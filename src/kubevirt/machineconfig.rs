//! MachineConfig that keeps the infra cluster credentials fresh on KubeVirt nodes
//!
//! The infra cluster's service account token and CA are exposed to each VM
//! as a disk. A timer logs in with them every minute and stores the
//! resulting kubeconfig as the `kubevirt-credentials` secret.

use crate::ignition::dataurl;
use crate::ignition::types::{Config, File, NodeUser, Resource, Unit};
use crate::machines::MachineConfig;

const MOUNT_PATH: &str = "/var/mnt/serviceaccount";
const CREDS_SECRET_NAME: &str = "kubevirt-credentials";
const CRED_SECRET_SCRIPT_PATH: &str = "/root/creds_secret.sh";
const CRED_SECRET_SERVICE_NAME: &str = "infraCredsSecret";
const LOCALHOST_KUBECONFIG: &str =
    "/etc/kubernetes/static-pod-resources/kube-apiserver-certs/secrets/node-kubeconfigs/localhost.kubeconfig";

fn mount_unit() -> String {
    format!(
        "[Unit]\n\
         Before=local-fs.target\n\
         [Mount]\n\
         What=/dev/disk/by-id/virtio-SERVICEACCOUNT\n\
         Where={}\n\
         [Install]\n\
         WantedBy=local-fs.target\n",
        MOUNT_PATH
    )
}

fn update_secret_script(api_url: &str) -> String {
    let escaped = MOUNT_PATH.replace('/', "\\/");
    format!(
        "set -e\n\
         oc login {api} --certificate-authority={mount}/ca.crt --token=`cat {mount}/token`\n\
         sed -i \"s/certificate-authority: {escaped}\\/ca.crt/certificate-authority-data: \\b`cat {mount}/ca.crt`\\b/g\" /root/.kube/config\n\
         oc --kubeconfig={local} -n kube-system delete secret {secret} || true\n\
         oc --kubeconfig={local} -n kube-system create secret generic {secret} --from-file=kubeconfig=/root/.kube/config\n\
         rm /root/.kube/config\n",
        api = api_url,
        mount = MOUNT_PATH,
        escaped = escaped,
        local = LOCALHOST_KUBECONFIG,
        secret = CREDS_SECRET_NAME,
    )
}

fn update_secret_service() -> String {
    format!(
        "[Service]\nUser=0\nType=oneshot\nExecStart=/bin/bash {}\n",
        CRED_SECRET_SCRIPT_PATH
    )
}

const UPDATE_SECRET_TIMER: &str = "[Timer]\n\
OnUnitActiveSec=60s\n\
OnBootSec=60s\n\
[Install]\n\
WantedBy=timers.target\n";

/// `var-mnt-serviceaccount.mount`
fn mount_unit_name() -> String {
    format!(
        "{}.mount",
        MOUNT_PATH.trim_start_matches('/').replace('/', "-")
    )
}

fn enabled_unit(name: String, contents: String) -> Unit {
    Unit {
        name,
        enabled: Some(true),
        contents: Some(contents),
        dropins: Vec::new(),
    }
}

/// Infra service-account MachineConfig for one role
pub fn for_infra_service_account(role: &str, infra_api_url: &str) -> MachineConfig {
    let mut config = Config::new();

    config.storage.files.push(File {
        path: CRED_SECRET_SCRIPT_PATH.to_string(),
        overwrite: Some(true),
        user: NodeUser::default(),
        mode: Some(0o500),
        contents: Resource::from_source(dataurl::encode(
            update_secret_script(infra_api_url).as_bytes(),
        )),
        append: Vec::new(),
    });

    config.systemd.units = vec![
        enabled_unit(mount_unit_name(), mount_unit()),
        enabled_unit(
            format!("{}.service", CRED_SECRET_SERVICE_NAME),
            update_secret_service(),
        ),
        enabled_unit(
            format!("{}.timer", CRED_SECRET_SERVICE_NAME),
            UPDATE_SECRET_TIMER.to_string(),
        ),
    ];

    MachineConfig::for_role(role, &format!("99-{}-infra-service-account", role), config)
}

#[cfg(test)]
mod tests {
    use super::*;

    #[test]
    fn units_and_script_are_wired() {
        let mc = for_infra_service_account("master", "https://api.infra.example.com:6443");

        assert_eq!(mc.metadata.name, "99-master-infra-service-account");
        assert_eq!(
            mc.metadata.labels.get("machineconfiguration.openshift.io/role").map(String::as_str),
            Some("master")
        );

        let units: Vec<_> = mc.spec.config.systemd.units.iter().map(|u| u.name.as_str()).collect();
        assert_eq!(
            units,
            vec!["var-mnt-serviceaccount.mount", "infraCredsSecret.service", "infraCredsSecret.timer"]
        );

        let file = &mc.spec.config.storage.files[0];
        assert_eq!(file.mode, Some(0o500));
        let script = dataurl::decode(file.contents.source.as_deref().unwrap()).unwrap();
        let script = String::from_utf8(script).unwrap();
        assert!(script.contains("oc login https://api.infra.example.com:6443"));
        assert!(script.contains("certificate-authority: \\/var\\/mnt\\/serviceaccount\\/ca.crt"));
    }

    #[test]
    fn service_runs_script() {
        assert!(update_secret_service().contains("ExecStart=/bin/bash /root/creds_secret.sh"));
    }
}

= = =

Assignment => The answer must be a verbatim transcription of all the entries.

Response to the task =>
filename src/kubevirt/machineconfig.rs
//! MachineConfig that keeps the infra cluster credentials fresh on KubeVirt nodes
//!
//! The infra cluster's service account token and CA are exposed to each VM
//! as a disk. A timer logs in with them every minute and stores the
//! resulting kubeconfig as the `kubevirt-credentials` secret.

use crate::ignition::dataurl;
use crate::ignition::types::{Config, File, NodeUser, Resource, Unit};
use crate::machines::MachineConfig;

const MOUNT_PATH: &str = "/var/mnt/serviceaccount";
const CREDS_SECRET_NAME: &str = "kubevirt-credentials";
const CRED_SECRET_SCRIPT_PATH: &str = "/root/creds_secret.sh";
const CRED_SECRET_SERVICE_NAME: &str = "infraCredsSecret";
const LOCALHOST_KUBECONFIG: &str =
    "/etc/kubernetes/static-pod-resources/kube-apiserver-certs/secrets/node-kubeconfigs/localhost.kubeconfig";

fn mount_unit() -> String {
    format!(
        "[Unit]\n\
         Before=local-fs.target\n\
         [Mount]\n\
         What=/dev/disk/by-id/virtio-SERVICEACCOUNT\n\
         Where={}\n\
         [Install]\n\
         WantedBy=local-fs.target\n",
        MOUNT_PATH
    )
}

fn update_secret_script(api_url: &str) -> String {
    let escaped = MOUNT_PATH.replace('/', "\\/");
    format!(
        "set -e\n\
         oc login {api} --certificate-authority={mount}/ca.crt --token=`cat {mount}/token`\n\
         sed -i \"s/certificate-authority: {escaped}\\/ca.crt/certificate-authority-data: \\b`cat {mount}/ca.crt`\\b/g\" /root/.kube/config\n\
         oc --kubeconfig={local} -n kube-system delete secret {secret} || true\n\
         oc --kubeconfig={local} -n kube-system create secret generic {secret} --from-file=kubeconfig=/root/.kube/config\n\
         rm /root/.kube/config\n",
        api = api_url,
        mount = MOUNT_PATH,
        escaped = escaped,
        local = LOCALHOST_KUBECONFIG,
        secret = CREDS_SECRET_NAME,
    )
}

fn update_secret_service() -> String {
    format!(
        "[Service]\nUser=0\nType=oneshot\nExecStart=/bin/bash {}\n",
        CRED_SECRET_SCRIPT_PATH
    )
}

const UPDATE_SECRET_TIMER: &str = "[Timer]\n\
OnUnitActiveSec=60s\n\
OnBootSec=60s\n\
[Install]\n\
WantedBy=timers.target\n";

/// `var-mnt-serviceaccount.mount`
fn mount_unit_name() -> String {
    format!(
        "{}.mount",
        MOUNT_PATH.trim_start_matches('/').replace('/', "-")
    )
}

fn enabled_unit(name: String, contents: String) -> Unit {
    Unit {
        name,
        enabled: Some(true),
        contents: Some(contents),
        dropins: Vec::new(),
    }
}

/// Infra service-account MachineConfig for one role
pub fn for_infra_service_account(role: &str, infra_api_url: &str) -> MachineConfig {
    let mut config = Config::new();

    config.storage.files.push(File {
        path: CRED_SECRET_SCRIPT_PATH.to_string(),
        overwrite: Some(true),
        user: NodeUser::default(),
        mode: Some(0o500),
        contents: Resource::from_source(dataurl::encode(
            update_secret_script(infra_api_url).as_bytes(),
        )),
        append: Vec::new(),
    });

    config.systemd.units = vec![
        enabled_unit(mount_unit_name(), mount_unit()),
        enabled_unit(
            format!("{}.service", CRED_SECRET_SERVICE_NAME),
            update_secret_service(),
        ),
        enabled_unit(
            format!("{}.timer", CRED_SECRET_SERVICE_NAME),
            UPDATE_SECRET_TIMER.to_string(),
        ),
    ];

    MachineConfig::for_role(role, &format!("99-{}-infra-service-account", role), config)
}

#[cfg(test)]
mod tests {
    use super::*;

    #[test]
    fn units_and_script_are_wired() {
        let mc = for_infra_service_account("master", "https://api.infra.example.com:6443");

        assert_eq!(mc.metadata.name, "99-master-infra-service-account");
        assert_eq!(
            mc.metadata.labels.get("machineconfiguration.openshift.io/role").map(String::as_str),
            Some("master")
        );

        let units: Vec<_> = mc.spec.config.systemd.units.iter().map(|u| u.name.as_str()).collect();
        assert_eq!(
            units,
            vec!["var-mnt-serviceaccount.mount", "infraCredsSecret.service", "infraCredsSecret.timer"]
        );

        let file = &mc.spec.config.storage.files[0];
        assert_eq!(file.mode, Some(0o500));
        let script = dataurl::decode(file.contents.source.as_deref().unwrap()).unwrap();
        let script = String::from_utf8(script).unwrap();
        assert!(script.contains("oc login https://api.infra.example.com:6443"));
        assert!(script.contains("certificate-authority: \\/var\\/mnt\\/serviceaccount\\/ca.crt"));
    }

    #[test]
    fn service_runs_script() {
        assert!(update_secret_service().contains("ExecStart=/bin/bash /root/creds_secret.sh"));
    }
}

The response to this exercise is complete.